Desde então, o que se seguiram foram análises e avaliações a respeito do que significou o gesto e as implicações futuras decorrentes de uma reversão tão rápida de expectativas. Entre os pontos acertados estão a criação de um fundo de privatização e o compromisso com reformas da previdência, fiscal, trabalhista e administrativa, em troca de um resgste a ser recebido de 86 bilhões de euros, além da promessa de reestruturação da dívida grega.
“A alternativa ao acordo fechado nesse final de semana, com a saída da eurozona, seria enfrentar situação de insolvência e colapso que rapidamente poderia levar à queda do governo de esquerda, sustentado no Parlamento por uma coalizão com os Gregos Independentes, nacionalistas de centro-direita”, avalia o editor do Opera Mundi, Breno Altman, em artigo. “Este caminho, defendido principalmente pelo Partido Comunista, não apresenta apoio interno ou solidariedade internacional suficientes. A maioria do povo continua amplamente favorável à integração regional e não se dispõe a pagar por uma ruptura de resultados imprevisíveis.”
Altman compara a atitude de Tsipras em relação ao acordo com a de Lênin ao assinar o Tratado de Brest-Litovsk em março de 1918, ocasião em que os russos aceitaram as condições dos alemães, superiores militarmente, para encerrar a primeira guerra enfrentada pelo governo revolucionário. “A paz foi decisiva, nos meses seguintes, para o governo bolchevique enfrentar vitoriosamente a contrarrevolução, incluindo novas invasões estrangeiras, em uma guerra civil que durou de 1918 a 1922, ao cabo da qual foi possível a recuperação da Ucrânia e da Bielorrussia”, aponta.
Gilberto Maringoni, professor de Relações Internacionais da Universidade Federal do ABC, também não enxerga na atitude do governo do Syriza uma “traição” aos propósitos originais do partido. “Falar em traição ou capitulação de Alexis Tsipras e do Syriza – que agiram como partisans diante da plutocracia financeira – significa desviar os olhos não apenas do jogo bruto da troika – que inclui a 'social-democracia' francesa –, mas do comportamento indigno e covarde da quase totalidade dos países do mundo”, pontua neste texto.

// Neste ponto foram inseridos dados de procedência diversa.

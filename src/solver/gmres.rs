//! Restarted GMRES with an incomplete LU preconditioner.
//!
//! The matrix is kept in compressed row format on the group's own
//! non-zero pattern. ILU(0) on that pattern is used as a left
//! preconditioner; the Krylov basis is orthogonalized with modified
//! Gram-Schmidt and the Hessenberg matrix reduced with Givens rotations.

use super::direct::Direct;
use super::matrix::{axpy, dot, norm, CrMatrix};
use super::terms::Terms;
use super::{SolverParams, SolverStats};

#[derive(Debug, Clone)]
pub struct Gmres {
    mat: CrMatrix,
    term_cr: Vec<Vec<Option<usize>>>,
    a: Vec<f64>,
    lu: Vec<f64>,
    rhs: Vec<f64>,
    residual: Vec<f64>,
    ax: Vec<f64>,
    /// Krylov dimension before restart
    mr: usize,
    ht: Vec<Vec<f64>>,
    s: Vec<f64>,
    c: Vec<f64>,
    g: Vec<f64>,
    y: Vec<f64>,
    v: Vec<Vec<f64>>,
    direct: Direct,
}

/// Apply a Givens rotation to (g0, g1).
#[inline]
fn givens_mult(c: f64, s: f64, g0: &mut f64, g1: &mut f64) {
    let t0 = c * *g0 - s * *g1;
    let t1 = s * *g0 + c * *g1;
    *g0 = t0;
    *g1 = t1;
}

impl Gmres {
    pub fn new(rows: &[Terms], capacity: usize, pivot: bool) -> Self {
        let n = rows.len();
        let pattern: Vec<Vec<usize>> = rows.iter().map(|r| r.nz.clone()).collect();
        let mat = CrMatrix::from_pattern(&pattern);
        let term_cr = mat.term_offsets(rows);
        let nz = mat.nz_num();
        let mr = if n > 3 {
            ((n as f64).sqrt() * 2.0) as usize
        } else {
            n
        };
        Self {
            mat,
            term_cr,
            a: vec![0.0; nz],
            lu: vec![0.0; nz],
            rhs: vec![0.0; n],
            residual: vec![0.0; n],
            ax: vec![0.0; n],
            mr,
            ht: vec![vec![0.0; mr]; mr + 1],
            s: vec![0.0; mr + 1],
            c: vec![0.0; mr + 1],
            g: vec![0.0; mr + 1],
            y: vec![0.0; mr + 1],
            v: vec![vec![0.0; n]; mr + 1],
            direct: Direct::new(n, capacity, pivot),
        }
    }

    #[cfg(test)]
    fn restart_size(&self) -> usize {
        self.mr
    }

    pub fn solve(&mut self, rows: &[Terms], v: &mut [f64], params: &SolverParams, stats: &mut SolverStats) {
        let n = rows.len();
        self.mat.assemble(rows, &self.term_cr, &mut self.a);
        for (k, row) in rows.iter().enumerate() {
            self.rhs[k] = row.rhs();
        }

        let restarts = params.gs_loops.max(1);
        let mut x = v[..n].to_vec();
        let used = self.solve_ilu_gmres(&mut x, restarts, params.accuracy);
        stats.iterative_total += used as u64;

        if used >= self.mr * restarts {
            stats.iterative_fail += 1;
            self.direct.solve(rows, v);
        } else {
            v[..n].copy_from_slice(&x);
        }
    }

    /// Returns the number of iterations used.
    fn solve_ilu_gmres(&mut self, x: &mut [f64], restarts: usize, accuracy: f64) -> usize {
        let n = x.len();
        let mr = self.mr;
        let itr_max = mr * restarts;
        let rho_delta = accuracy * (n as f64).sqrt();
        let mut itr_used = 0;

        self.mat.incomplete_lu(&self.a, &mut self.lu);

        while itr_used < itr_max {
            let mut last_k = mr;

            self.mat.mult_vec(&self.a, x, &mut self.ax);
            for i in 0..n {
                self.residual[i] = self.rhs[i] - self.ax[i];
            }
            self.mat.solve_lu(&self.lu, &mut self.residual);

            let mut rho = norm(&self.residual);
            if rho < rho_delta || rho == 0.0 {
                return itr_used + 1;
            }

            self.g.iter_mut().for_each(|g| *g = 0.0);
            self.g[0] = rho;
            for i in 0..n {
                self.v[0][i] = self.residual[i] / rho;
            }

            for k in 0..mr {
                let kp1 = k + 1;
                {
                    let (head, tail) = self.v.split_at_mut(kp1);
                    let next = &mut tail[0];
                    self.mat.mult_vec(&self.a, &head[k], next);
                    self.mat.solve_lu(&self.lu, next);
                    for (j, vj) in head.iter().enumerate() {
                        let h = dot(next, vj);
                        self.ht[j][k] = h;
                        axpy(-h, vj, next);
                    }
                    let hn = norm(next);
                    self.ht[kp1][k] = hn;
                    if hn != 0.0 {
                        next.iter_mut().for_each(|e| *e /= hn);
                    }
                }

                for j in 0..k {
                    let (c, s) = (self.c[j], self.s[j]);
                    let (upper, lower) = self.ht.split_at_mut(j + 1);
                    givens_mult(c, s, &mut upper[j][k], &mut lower[0][k]);
                }

                let hyp = self.ht[k][k].hypot(self.ht[kp1][k]);
                if hyp == 0.0 {
                    last_k = k;
                    break;
                }
                let mu = 1.0 / hyp;
                self.c[k] = self.ht[k][k] * mu;
                self.s[k] = -self.ht[kp1][k] * mu;
                self.ht[k][k] = self.c[k] * self.ht[k][k] - self.s[k] * self.ht[kp1][k];
                self.ht[kp1][k] = 0.0;

                let (gk, gk1) = self.g.split_at_mut(kp1);
                givens_mult(self.c[k], self.s[k], &mut gk[k], &mut gk1[0]);

                rho = self.g[kp1].abs();
                itr_used += 1;

                if rho <= rho_delta {
                    last_k = k;
                    break;
                }
            }

            if last_k >= mr {
                last_k = mr - 1;
            }

            for i in (0..=last_k).rev() {
                let tmp: f64 = (i + 1..=last_k).map(|j| self.ht[i][j] * self.y[j]).sum();
                self.y[i] = if self.ht[i][i] != 0.0 {
                    (self.g[i] - tmp) / self.ht[i][i]
                } else {
                    0.0
                };
            }
            for i in 0..=last_k {
                axpy(self.y[i], &self.v[i], x);
            }

            if rho <= rho_delta {
                break;
            }
        }
        itr_used
    }
}

#[cfg(test)]
mod tests {
    use super::*;
    use crate::solver::direct::tests::{ladder, ladder_expected};
    use approx::assert_relative_eq;

    #[test]
    fn test_restart_size() {
        assert_eq!(Gmres::new(&ladder(3), 3, false).restart_size(), 3);
        assert_eq!(Gmres::new(&ladder(16), 16, false).restart_size(), 8);
    }

    #[test]
    fn test_ladder_converges() {
        let rows = ladder(12);
        let mut s = Gmres::new(&rows, 12, false);
        let params = SolverParams {
            accuracy: 1e-10,
            ..SolverParams::default()
        };
        let mut stats = SolverStats::default();
        let mut v = vec![0.0; 12];
        s.solve(&rows, &mut v, &params, &mut stats);
        // tridiagonal: ILU(0) is exact, one iteration suffices
        assert_eq!(stats.iterative_fail, 0);
        assert!(stats.iterative_total <= 2);
        for (got, want) in v.iter().zip(ladder_expected(12)) {
            assert_relative_eq!(*got, want, epsilon = 1e-8);
        }
    }
}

“Há um esquerdismo sedutor que apregoa soluções mágicas. 'Sair do euro', 'Romper com a troika'. Ou caminhar em direção ao socialismo já. Sim, tudo muito desejável, muito atraente. Eu também quero!”, ironiza Maringoni. “O problema é o mundo real. Os bancos gregos quebrariam em questão de dias. O país ficaria um tempo indefinido sem meios de pagamentos. Não se sabe como a população aguentaria novos sacrifícios, sem um horizonte planetário definido”, conclui.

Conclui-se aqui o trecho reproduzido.